Ela desabafa, evidenciando o impacto das pressões externas sobre as manifestações culturais afro-brasileiras.


Essa pressão revela um conflito entre a preservação das tradições culturais e o desejo de integração em uma sociedade marcada por valores religiosos hegemônicos. A religiosidade ligada ao maracatu, que envolve rituais afro-brasileiros, é constantemente alvo de incompreensão e até hostilidade, especialmente em comunidades mais conservadoras. Apesar dessa resistência, Dona Ceça mantém sua convicção de que o maracatu é uma expressão legítima da identidade cultural e religiosa da comunidade.


O fato de ela abrir sua casa para cultos evangélicos, buscando conciliar diferentes visões, é uma tentativa de diálogo, mostra também um reflexo das tensões que surgem quando tradições culturais se confrontam com novas práticas religiosas. O desejo de “acabar com o maracatu” é uma pressão constante que, de alguma forma, tenta apagar ou reduzir a visibilidade de práticas culturais que desafiam a homogeneização religiosa.

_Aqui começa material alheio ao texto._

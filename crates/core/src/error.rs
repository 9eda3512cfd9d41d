use uuid::Uuid;

#[derive(Debug, thiserror::Error)]
pub enum CoreError {
    #[error("Entity not found: {entity} with id {id}")]
    NotFound { entity: &'static str, id: Uuid },

    #[error("Validation failed: {0}")]
    Validation(String),

    #[error("Unauthorized: {0}")]
    Unauthorized(String),
}
use axum::extract::State;
use axum::{routing::get, Json, Router};
use serde::Serialize;
use tubely_core::storage::ThumbnailStorageKind;

use crate::state::AppState;

/// Health check response payload.
#[derive(Serialize)]
pub struct HealthResponse {
    /// Overall service status.
    pub status: &'static str,
    /// Crate version from Cargo.toml.
    pub version: &'static str,
    /// Whether the video store is reachable.
    pub db_healthy: bool,
    /// Active thumbnail storage strategy.
    pub thumbnail_storage: ThumbnailStorageKind,
}

/// GET /health -- returns service and database health.
async fn health_check(State(state): State<AppState>) -> Json<HealthResponse> {
    let db_healthy = state.videos.ping().await.is_ok();

    let status = if db_healthy { "ok" } else { "degraded" };

    Json(HealthResponse {
        status,
        version: env!("CARGO_PKG_VERSION"),
        db_healthy,
        thumbnail_storage: state.thumbnails.kind(),
    })
}

/// Mount health check routes (intended for root-level, NOT under `/api`).
pub fn router() -> Router<AppState> {
    Router::new().route("/health", get(health_check))
}
//! The video store interface consumed by the API, and its implementations.

use std::collections::HashMap;

use async_trait::async_trait;
use tokio::sync::RwLock;
use uuid::Uuid;

use crate::models::video::{CreateVideo, Video};
use crate::repositories::VideoRepo;
use crate::DbPool;

/// Video store failures.
#[derive(Debug, thiserror::Error)]
pub enum StoreError {
    #[error("Video not found: {0}")]
    NotFound(Uuid),

    #[error("Database error: {0}")]
    Database(#[from] sqlx::Error),
}

/// Reads and writes video records.
///
/// Handlers hold this as `Arc<dyn VideoStore>` so the backing database can be
/// swapped (Postgres in production, memory in tests).
#[async_trait]
pub trait VideoStore: Send + Sync {
    async fn create_video(&self, input: &CreateVideo) -> Result<Video, StoreError>;

    /// Fetch a video, failing with [`StoreError::NotFound`] if it is absent.
    async fn get_video(&self, id: Uuid) -> Result<Video, StoreError>;

    /// Persist the mutable fields of `video`, returning the stored row.
    async fn update_video(&self, video: &Video) -> Result<Video, StoreError>;

    /// Cheap reachability probe for health checks.
    async fn ping(&self) -> Result<(), StoreError>;
}

// ---------------------------------------------------------------------------
// Postgres
// ---------------------------------------------------------------------------

/// [`VideoStore`] backed by the `videos` table.
#[derive(Clone)]
pub struct PgVideoStore {
    pool: DbPool,
}

impl PgVideoStore {
    pub fn new(pool: DbPool) -> Self {
        Self { pool }
    }
}

#[async_trait]
impl VideoStore for PgVideoStore {
    async fn create_video(&self, input: &CreateVideo) -> Result<Video, StoreError> {
        Ok(VideoRepo::create(&self.pool, input).await?)
    }

    async fn get_video(&self, id: Uuid) -> Result<Video, StoreError> {
        VideoRepo::find_by_id(&self.pool, id)
            .await?
            .ok_or(StoreError::NotFound(id))
    }

    async fn update_video(&self, video: &Video) -> Result<Video, StoreError> {
        VideoRepo::update(&self.pool, video)
            .await?
            .ok_or(StoreError::NotFound(video.id))
    }

    async fn ping(&self) -> Result<(), StoreError> {
        crate::health_check(&self.pool).await?;
        Ok(())
    }
}

// ---------------------------------------------------------------------------
// In-memory
// ---------------------------------------------------------------------------

/// [`VideoStore`] kept in process memory. Used by tests and local tooling.
#[derive(Default)]
pub struct MemoryVideoStore {
    videos: RwLock<HashMap<Uuid, Video>>,
}

impl MemoryVideoStore {
    pub fn new() -> Self {
        Self::default()
    }

    /// Number of stored videos.
    pub async fn len(&self) -> usize {
        self.videos.read().await.len()
    }

    pub async fn is_empty(&self) -> bool {
        self.videos.read().await.is_empty()
    }
}

#[async_trait]
impl VideoStore for MemoryVideoStore {
    async fn create_video(&self, input: &CreateVideo) -> Result<Video, StoreError> {
        let now = chrono::Utc::now();
        let video = Video {
            id: input.id.unwrap_or_else(Uuid::new_v4),
            user_id: input.user_id,
            title: input.title.clone(),
            description: input.description.clone(),
            thumbnail_url: None,
            video_url: None,
            created_at: now,
            updated_at: now,
        };
        self.videos.write().await.insert(video.id, video.clone());
        Ok(video)
    }

    async fn get_video(&self, id: Uuid) -> Result<Video, StoreError> {
        self.videos
            .read()
            .await
            .get(&id)
            .cloned()
            .ok_or(StoreError::NotFound(id))
    }

    async fn update_video(&self, video: &Video) -> Result<Video, StoreError> {
        let mut videos = self.videos.write().await;
        let stored = videos
            .get_mut(&video.id)
            .ok_or(StoreError::NotFound(video.id))?;

        stored.title = video.title.clone();
        stored.description = video.description.clone();
        stored.thumbnail_url = video.thumbnail_url.clone();
        stored.video_url = video.video_url.clone();
        stored.updated_at = chrono::Utc::now();

        Ok(stored.clone())
    }

    async fn ping(&self) -> Result<(), StoreError> {
        Ok(())
    }
}

#[cfg(test)]
mod tests {
    use super::*;
    use assert_matches::assert_matches;

    fn new_video(user_id: Uuid) -> CreateVideo {
        CreateVideo {
            id: None,
            user_id,
            title: "Boots".to_string(),
            description: "A video about boots".to_string(),
        }
    }

    #[tokio::test]
    async fn create_then_get() {
        let store = MemoryVideoStore::new();
        let owner = Uuid::new_v4();

        let created = store.create_video(&new_video(owner)).await.unwrap();
        let fetched = store.get_video(created.id).await.unwrap();

        assert_eq!(created, fetched);
        assert_eq!(fetched.user_id, owner);
        assert!(fetched.thumbnail_url.is_none());
        assert_eq!(store.len().await, 1);
    }

    #[tokio::test]
    async fn create_keeps_requested_id() {
        let store = MemoryVideoStore::new();
        let id = Uuid::new_v4();
        let mut input = new_video(Uuid::new_v4());
        input.id = Some(id);

        let created = store.create_video(&input).await.unwrap();
        assert_eq!(created.id, id);
    }

    #[tokio::test]
    async fn get_missing_is_not_found() {
        let store = MemoryVideoStore::new();
        let id = Uuid::new_v4();
        assert_matches!(store.get_video(id).await, Err(StoreError::NotFound(missing)) if missing == id);
    }

    #[tokio::test]
    async fn update_overwrites_thumbnail() {
        let store = MemoryVideoStore::new();
        let mut video = store.create_video(&new_video(Uuid::new_v4())).await.unwrap();

        video.thumbnail_url = Some("first".to_string());
        store.update_video(&video).await.unwrap();
        video.thumbnail_url = Some("second".to_string());
        let updated = store.update_video(&video).await.unwrap();

        assert_eq!(updated.thumbnail_url.as_deref(), Some("second"));
        assert!(updated.updated_at >= updated.created_at);
        assert_eq!(
            store.get_video(video.id).await.unwrap().thumbnail_url.as_deref(),
            Some("second")
        );
    }

    #[tokio::test]
    async fn update_does_not_change_owner() {
        let store = MemoryVideoStore::new();
        let owner = Uuid::new_v4();
        let mut video = store.create_video(&new_video(owner)).await.unwrap();

        video.user_id = Uuid::new_v4();
        let updated = store.update_video(&video).await.unwrap();
        assert_eq!(updated.user_id, owner);
    }

    #[tokio::test]
    async fn update_missing_is_not_found() {
        let store = MemoryVideoStore::new();
        let now = chrono::Utc::now();
        let ghost = Video {
            id: Uuid::new_v4(),
            user_id: Uuid::new_v4(),
            title: String::new(),
            description: String::new(),
            thumbnail_url: None,
            video_url: None,
            created_at: now,
            updated_at: now,
        };
        assert_matches!(store.update_video(&ghost).await, Err(StoreError::NotFound(_)));
        assert!(store.is_empty().await);
    }
}
//! JWT-based authentication extractor for Axum handlers.

use axum::extract::FromRequestParts;
use axum::http::header::AUTHORIZATION;
use axum::http::request::Parts;
use axum::http::HeaderMap;
use tubely_core::error::CoreError;
use uuid::Uuid;

use crate::auth::jwt::validate_token;
use crate::error::AppError;
use crate::state::AppState;

/// Pull the token out of an `Authorization: Bearer <token>` header.
pub fn bearer_token(headers: &HeaderMap) -> Result<&str, CoreError> {
    let auth_header = headers
        .get(AUTHORIZATION)
        .and_then(|v| v.to_str().ok())
        .ok_or_else(|| CoreError::Unauthorized("Couldn't find JWT".into()))?;

    let token = auth_header
        .strip_prefix("Bearer ")
        .map(str::trim)
        .filter(|t| !t.is_empty())
        .ok_or_else(|| {
            CoreError::Unauthorized(
                "Invalid Authorization format. Expected: Bearer <token>".into(),
            )
        })?;

    Ok(token)
}

/// Authenticated user extracted from a JWT Bearer token in the `Authorization` header.
///
/// ```ignore
/// async fn my_handler(user: AuthUser) -> AppResult<Json<()>> {
///     tracing::info!(user_id = %user.user_id, "handling request");
///     Ok(Json(()))
/// }
/// ```
#[derive(Debug, Clone)]
pub struct AuthUser {
    /// The user's id (from `claims.sub`).
    pub user_id: Uuid,
}

impl FromRequestParts<AppState> for AuthUser {
    type Rejection = AppError;

    async fn from_request_parts(
        parts: &mut Parts,
        state: &AppState,
    ) -> Result<Self, Self::Rejection> {
        let token = bearer_token(&parts.headers)?;

        let claims = validate_token(token, &state.config.jwt).map_err(|e| {
            tracing::debug!(error = %e, "Rejected access token");
            AppError::Core(CoreError::Unauthorized("Couldn't validate JWT".into()))
        })?;

        Ok(AuthUser {
            user_id: claims.sub,
        })
    }
}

Essa resistência cultural e religiosa se torna um dos muitos desafios enfrentados pelo Cruzeiro do Forte. Porém, mesmo diante dessas adversidades, o grupo segue firme, mostrando que a cultura popular tem a força necessária para resistir a essas pressões externas, e que as tradições afro-brasileiras precisam ser preservadas e respeitadas como um direito cultural legítimo.


Corte do maracatu em uma das apresentações.

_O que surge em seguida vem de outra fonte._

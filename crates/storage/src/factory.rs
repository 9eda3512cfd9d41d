use std::path::Path;
use std::sync::Arc;

use tubely_core::storage::ThumbnailStorageKind;

use crate::{AssetWriter, InlineEncoder, StorageResult, ThumbnailStore};

/// Create the thumbnail store selected by configuration.
///
/// `assets_root` and `assets_base_url` are only used by
/// [`ThumbnailStorageKind::Assets`].
pub async fn create_thumbnail_store(
    kind: ThumbnailStorageKind,
    assets_root: &Path,
    assets_base_url: &str,
) -> StorageResult<Arc<dyn ThumbnailStore>> {
    match kind {
        ThumbnailStorageKind::Inline => Ok(Arc::new(InlineEncoder::new())),
        ThumbnailStorageKind::Assets => {
            let writer = AssetWriter::new(assets_root, assets_base_url).await?;
            Ok(Arc::new(writer))
        }
    }
}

Legado e impacto: O que o Cruzeiro do Forte nos ensina


O Cruzeiro do Forte não é apenas um grupo cultural; é também um símbolo de resistência e um espaço fundamental de aprendizado e fortalecimento comunitário. Ao longo de suas quase nove décadas de história, o grupo tem sido um ponto de convergência para a preservação de práticas culturais e para a construção de identidade dentro da comunidade. Ele conecta gerações, criando uma ponte entre o passado e o futuro, e resgata memórias que são fundamentais para a compreensão da história de Pernambuco, sobretudo no bairro dos Torrões e das comunidades afro-brasileiras.


Através de sua atuação, o Cruzeiro do Forte reforça a importância da cultura popular como uma poderosa ferramenta de transformação social. Em tempos de globalização e homogeneização cultural, onde as tradições muitas vezes são subjugadas, o grupo se mantém firme como um território de resistência. Suas práticas, que envolvem música, dança, religiosidade aliadas à coletividade, oferecem uma forma de resistência cultural que vai além das apresentações de carnaval. Elas são também um espaço de afirmação de identidade, onde as pessoas podem reafirmar seus valores, suas histórias e seu pertencimento.


A força do Cruzeiro do Forte não está apenas em sua história, mas na maneira como ele continua a inspirar as novas gerações. Os jovens brincantes do maracatu aprendem não só as técnicas tradicionais, mas também os valores de coletividade e resistência que são essenciais para a continuidade da tradição. O grupo continua a mostrar que, ao mesmo tempo em que as tradições podem e devem se adaptar aos novos tempos, elas não precisam perder sua essência.